→ **EXERCISE GOAL**
Down to the last line, repeat the entries exactly.
[RECORDS TO PROCESS]
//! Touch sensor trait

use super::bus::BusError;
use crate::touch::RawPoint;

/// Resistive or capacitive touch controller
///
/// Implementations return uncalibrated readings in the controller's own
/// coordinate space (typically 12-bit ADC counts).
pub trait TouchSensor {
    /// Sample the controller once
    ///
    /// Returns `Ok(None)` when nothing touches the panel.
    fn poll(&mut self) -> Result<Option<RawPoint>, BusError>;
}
[/RECORDS TO PROCESS]
→ **THE COMPLETED TASK**
//! Touch sensor trait

use super::bus::BusError;
use crate::touch::RawPoint;

/// Resistive or capacitive touch controller
///
/// Implementations return uncalibrated readings in the controller's own
/// coordinate space (typically 12-bit ADC counts).
pub trait TouchSensor {
    /// Sample the controller once
    ///
    /// Returns `Ok(None)` when nothing touches the panel.
    fn poll(&mut self) -> Result<Option<RawPoint>, BusError>;
}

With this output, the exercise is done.